Saved data entries:
== == ==
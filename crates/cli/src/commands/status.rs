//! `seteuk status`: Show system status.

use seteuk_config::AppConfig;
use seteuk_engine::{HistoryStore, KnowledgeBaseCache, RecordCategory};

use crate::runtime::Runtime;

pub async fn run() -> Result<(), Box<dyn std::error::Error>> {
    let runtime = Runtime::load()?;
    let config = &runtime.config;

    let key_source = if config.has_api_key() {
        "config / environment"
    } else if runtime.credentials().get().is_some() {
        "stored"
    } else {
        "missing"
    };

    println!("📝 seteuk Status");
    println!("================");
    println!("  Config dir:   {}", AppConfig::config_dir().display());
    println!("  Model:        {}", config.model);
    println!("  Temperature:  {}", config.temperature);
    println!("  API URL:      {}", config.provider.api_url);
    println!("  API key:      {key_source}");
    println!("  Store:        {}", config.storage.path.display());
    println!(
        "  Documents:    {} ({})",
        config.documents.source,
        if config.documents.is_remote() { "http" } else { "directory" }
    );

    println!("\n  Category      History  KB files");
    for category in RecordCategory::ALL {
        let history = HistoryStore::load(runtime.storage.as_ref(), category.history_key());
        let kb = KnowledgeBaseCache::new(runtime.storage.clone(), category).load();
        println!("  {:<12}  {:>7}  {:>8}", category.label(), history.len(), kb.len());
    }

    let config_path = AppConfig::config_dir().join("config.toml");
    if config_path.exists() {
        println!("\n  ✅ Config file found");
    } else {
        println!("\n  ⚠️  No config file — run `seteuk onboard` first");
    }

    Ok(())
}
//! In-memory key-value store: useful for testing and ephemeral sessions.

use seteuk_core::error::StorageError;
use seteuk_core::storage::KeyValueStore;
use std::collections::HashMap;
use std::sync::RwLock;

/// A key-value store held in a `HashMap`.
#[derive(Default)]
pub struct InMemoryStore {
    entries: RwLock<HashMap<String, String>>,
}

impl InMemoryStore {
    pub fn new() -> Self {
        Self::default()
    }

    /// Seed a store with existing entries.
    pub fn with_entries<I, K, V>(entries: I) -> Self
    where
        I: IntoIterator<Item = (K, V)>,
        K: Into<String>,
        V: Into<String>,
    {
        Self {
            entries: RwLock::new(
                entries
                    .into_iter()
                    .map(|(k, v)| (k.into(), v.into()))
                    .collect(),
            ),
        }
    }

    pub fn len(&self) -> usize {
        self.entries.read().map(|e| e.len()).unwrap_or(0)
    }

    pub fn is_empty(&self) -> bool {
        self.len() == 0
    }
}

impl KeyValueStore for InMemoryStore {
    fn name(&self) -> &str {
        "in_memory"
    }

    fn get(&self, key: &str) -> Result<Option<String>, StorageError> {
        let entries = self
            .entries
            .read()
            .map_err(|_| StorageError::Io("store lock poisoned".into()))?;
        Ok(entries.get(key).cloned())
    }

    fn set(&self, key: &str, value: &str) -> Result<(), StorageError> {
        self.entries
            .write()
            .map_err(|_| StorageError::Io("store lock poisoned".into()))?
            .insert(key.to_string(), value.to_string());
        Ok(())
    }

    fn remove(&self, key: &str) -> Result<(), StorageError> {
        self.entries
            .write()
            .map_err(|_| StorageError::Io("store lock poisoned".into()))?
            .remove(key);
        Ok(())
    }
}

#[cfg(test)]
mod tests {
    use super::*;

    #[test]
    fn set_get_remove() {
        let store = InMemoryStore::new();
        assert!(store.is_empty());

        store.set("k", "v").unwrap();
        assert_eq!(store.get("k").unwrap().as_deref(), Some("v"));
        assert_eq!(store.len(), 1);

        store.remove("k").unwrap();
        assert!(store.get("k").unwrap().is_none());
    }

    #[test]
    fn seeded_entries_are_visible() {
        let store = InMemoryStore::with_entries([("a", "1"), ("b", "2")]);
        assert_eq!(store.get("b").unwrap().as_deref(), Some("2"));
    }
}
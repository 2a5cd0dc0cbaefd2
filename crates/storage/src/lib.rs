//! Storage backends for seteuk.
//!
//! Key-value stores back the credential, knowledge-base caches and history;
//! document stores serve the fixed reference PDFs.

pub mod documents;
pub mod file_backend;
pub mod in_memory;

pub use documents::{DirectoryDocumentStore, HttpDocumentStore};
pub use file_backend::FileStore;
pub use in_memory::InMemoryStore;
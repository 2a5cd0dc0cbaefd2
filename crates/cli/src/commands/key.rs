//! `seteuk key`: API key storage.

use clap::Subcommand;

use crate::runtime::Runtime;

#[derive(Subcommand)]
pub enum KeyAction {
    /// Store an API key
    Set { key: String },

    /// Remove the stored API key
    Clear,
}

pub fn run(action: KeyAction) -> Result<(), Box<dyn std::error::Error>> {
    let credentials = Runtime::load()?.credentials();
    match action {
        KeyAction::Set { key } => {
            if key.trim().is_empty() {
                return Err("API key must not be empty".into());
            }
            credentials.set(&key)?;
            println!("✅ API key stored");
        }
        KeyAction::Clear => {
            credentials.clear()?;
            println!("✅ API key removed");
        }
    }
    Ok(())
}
== == ==
## WORK REQUIRED:
With the string "InMemoryStore" as the key, filter the data above and show the lines that match.

## RESPONSE AREA:
pub struct InMemoryStore {
impl InMemoryStore {
impl KeyValueStore for InMemoryStore {
        let store = InMemoryStore::new();
        let store = InMemoryStore::with_entries([("a", "1"), ("b", "2")]);
pub use in_memory::InMemoryStore;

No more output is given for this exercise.